Анна Георгиева "Вечно юная «ЮНА»"

Сборник рассказов, сказок, эссе, стихотворений, написанных учениками частной школы "Юна". Произведения написаны под руководством учителя литературы и изящной словесности Перевощиковой Марины Георгиевны (Анна Георгиева). Все детские работы, конечно, очень разные, но их объединяет искренность и вера в добро. Сборник приурочен к десятилетнему юбилею школы.

date_range Год издания :

foundation Издательство :Автор

person Автор :

workspaces ISBN :

child_care Возрастное ограничение : 12

update Дата обновления : 14.04.2024

Вечно юная «ЮНА»
Анна Георгиева

Сборник рассказов, сказок, эссе, стихотворений, написанных учениками частной школы "Юна". Произведения написаны под руководством учителя литературы и изящной словесности Перевощиковой Марины Георгиевны (Анна Георгиева). Все детские работы, конечно, очень разные, но их объединяет искренность и вера в добро. Сборник приурочен к десятилетнему юбилею школы.

Анна Георгиева

Вечно юная "ЮНА"




Предисловие

В одном небольшом Подмосковном городе жили грустные люди: и дети, и взрослые. Вроде бы всё в их жизни было неплохо, но всё-таки чего-то не хватало. Однажды люди поняли, что для счастья не хватало большой красивой школы, где бы стали учиться счастливые дети. Тогда люди объединили усилия и создали славную, чистую, новую школу, которую так и назвали «Новая школа «Юна». В нём звучала лёгкость, молодость, полёт, открытость всем наукам, искусству и спорту! Грустные дети узнали, что появилась новая школа, которая несёт свет и радость, и поспешили туда, чтобы учиться.

Конечно, юной школе пришлось преодолеть немало трудностей, но её учителя и ученики достойно их преодолевали, потому что знали, что их путь светлый и правильный. Среди счастливых детей обнаружились свои стихотворцы и сочинители, которым обязательно хотелось написать сказку, рассказ, эссе или стихотворение.

Ученики становились взрослыми и заканчивали учиться, иногда кому-то по воле судьбы приходилось покинуть славную школу, но они оставляли на память ей своё счастливое творчество. Так прошло десять лет. В «Новой школе «Юна» подрастали новые поколения счастливых детей, а всё творчество сочинителей за минувшее десятилетие прошлых и нынешних учеников встретилось в сборнике «Вечно юная «Юна».

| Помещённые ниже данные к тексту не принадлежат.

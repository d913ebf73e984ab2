//! Register an agent without a category

use tracing::info;

use crate::context::CallContext;
use crate::errors::{EconomyError, Result};
use crate::events::EconomyEvent;
use crate::instructions::constants::{MAX_EXPERTISE_LEN, MAX_NAME_LEN};
use crate::state::{Address, AgentProfile};
use crate::utils::validation::{require_optional_text, require_text};
use crate::utils::version::EntryPoint;
use crate::Economy;

pub fn handler(
    economy: &mut Economy,
    ctx: &CallContext,
    name: &str,
    expertise: &str,
) -> Result<()> {
    economy.begin(EntryPoint::RegisterAgent)?;
    // Not payable: v1 agents carry no stake
    if ctx.value != 0 {
        return Err(EconomyError::InvalidInput("value"));
    }
    validate_registration(economy, &ctx.caller, name, expertise)?;

    let profile = AgentProfile::new(ctx.caller, name.to_string(), expertise.to_string(), ctx.now);
    insert_profile(economy, profile)?;

    info!(agent = %ctx.caller, name, "agent registered");
    economy.commit(
        EntryPoint::RegisterAgent,
        vec![EconomyEvent::AgentRegistered {
            agent: ctx.caller,
            name: name.to_string(),
            timestamp: ctx.now,
        }],
    );
    Ok(())
}

/// Checks shared by every registration path
pub(crate) fn validate_registration(
    economy: &Economy,
    agent: &Address,
    name: &str,
    expertise: &str,
) -> Result<()> {
    if agent.is_zero() {
        return Err(EconomyError::InvalidAddress(agent.to_string()));
    }
    if economy.is_registered(agent) {
        return Err(EconomyError::AlreadyRegistered(*agent));
    }
    require_text(name, MAX_NAME_LEN, "name")?;
    require_optional_text(expertise, MAX_EXPERTISE_LEN, "expertise")?;
    Ok(())
}

/// Stores a validated profile and indexes it by category
pub(crate) fn insert_profile(economy: &mut Economy, profile: AgentProfile) -> Result<()> {
    economy.ledger.total_staked = economy
        .ledger
        .total_staked
        .checked_add(profile.stake)
        .ok_or(EconomyError::ArithmeticOverflow)?;
    if let Some(category) = profile.category {
        economy
            .category_agents
            .entry(category)
            .or_default()
            .push(profile.address);
    }
    economy.registration_order.push(profile.address);
    economy.agents.insert(profile.address, profile);
    Ok(())
}

#[cfg(test)]
mod tests {
    use super::*;
    use crate::instructions::constants::INITIAL_REPUTATION;
    use crate::state::Category;
    use crate::test_utils::*;

    #[test]
    fn test_register_uncategorized_agent() {
        let mut economy = economy_v1();
        economy.register_agent(&call(WORKER), "Legacy Worker", "writing").unwrap();

        let profile = economy.get_agent_profile(&WORKER).unwrap();
        assert_eq!(profile.category, None);
        assert_eq!(profile.reputation, INITIAL_REPUTATION);
        assert_eq!(profile.registered_at, T0);
        assert!(economy.ranking_entries(Category::ContentGen).is_empty());
        assert_eq!(economy.events().last().map(EconomyEvent::name), Some("AgentRegistered"));
    }

    #[test]
    fn test_duplicate_registration() {
        let mut economy = economy();
        economy.register_agent(&call(WORKER), "Worker", "").unwrap();
        let before = economy.events().len();
        assert_eq!(
            economy.register_agent(&call(WORKER), "Worker", ""),
            Err(EconomyError::AlreadyRegistered(WORKER))
        );
        assert_eq!(economy.events().len(), before);
    }

    #[test]
    fn test_rejects_bad_names() {
        let mut economy = economy();
        assert_eq!(
            economy.register_agent(&call(WORKER), "", ""),
            Err(EconomyError::InvalidInput("name"))
        );
        assert_eq!(
            economy.register_agent(&call(WORKER), "bad\nname", ""),
            Err(EconomyError::InvalidInput("name"))
        );
        assert!(!economy.is_registered(&WORKER));
    }

    #[test]
    fn test_rejects_attached_value() {
        let mut economy = economy_v1();
        assert_eq!(
            economy.register_agent(&call(WORKER).with_value(ETHER), "Worker", ""),
            Err(EconomyError::InvalidInput("value"))
        );
        assert!(!economy.is_registered(&WORKER));
        assert_eq!(economy.ledger().total_staked, 0);
        assert!(economy.events().is_empty());
    }

    #[test]
    fn test_zero_address_cannot_register() {
        let mut economy = economy();
        assert!(matches!(
            economy.register_agent(&call(Address::ZERO), "Nobody", ""),
            Err(EconomyError::InvalidAddress(_))
        ));
    }
}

Я рада, что мне выпало счастье быть в нашей школе для счастливых детей – Феей Слова! Все произведения, собранные в этой книге, родились в кабинете «Изящной словесности». В течение десяти лет ребята посещали такой необычный предмет – ЮЛИС (Юные Любители Изящной Словесности), скромным автором методики которого и была я – Фея Слова. Произведения, собранные под обложкой книги «Вечно юная «Юна» участвовали и побеждали в самых разнообразных конкурсах: «Звёзды нового века», «Писательский конкурс», «Проба пера», конкурс «Класс!», «Всероссийский конкурс сочинений», «Путь героя» и других. Думаю, что к следующему юбилею новые счастливые ученики нашей школы составят 2 том сборника «Вечно юная «Юна»!

Перевощикова Марина Георгиевна (Анна Георгиева),

учитель высшей категории,

преподаватель литературы и изящной словесности.

Часть 1. Первые творческие выпускники «Юны». Великанов Тихон

Не бывает атеистов в окопах под огнём…

ГЛАВА I.

Летний день 42-го…

Рядовой Васильев сидел в траве и вертел в руках самокрутку. Три вещмешка, каска, СВТ-40 и три шинели лежали рядом с ним. Он глянул на часы. “12 часов 32 минуты”, – пробубнил Васильев. Рядовой просто сидел и наслаждался этими минутами затишья. Он положил самокрутку в карман шинели, – курить ему не очень хотелось. Потом он сдвинул пилотку себе на лицо и задремал. Он видел сон, приятный сон. Он вернулся к себе домой, в село Иваньково. Вот он подходит к забору, проводит рукой по знакомым с детства доскам, толкает калитку и кричит: “Маманя, встречай сынка!” Но из дома никто не вышел, никто не крикнул, только ветер осторожно приоткрыл калитку. Солдат пошёл по тропинке к дому, по дороге заглядывая в окна. В доме всё было так же, как и тогда, когда он уезжал на фронт, ничего не изменилось. Вдруг в темноте дома что-то скрипнуло. Рядовой остановился и стал прислушиваться… Его шёпотом окрикнули: “Санёёёёк ” Он замер, стал вслушиваться.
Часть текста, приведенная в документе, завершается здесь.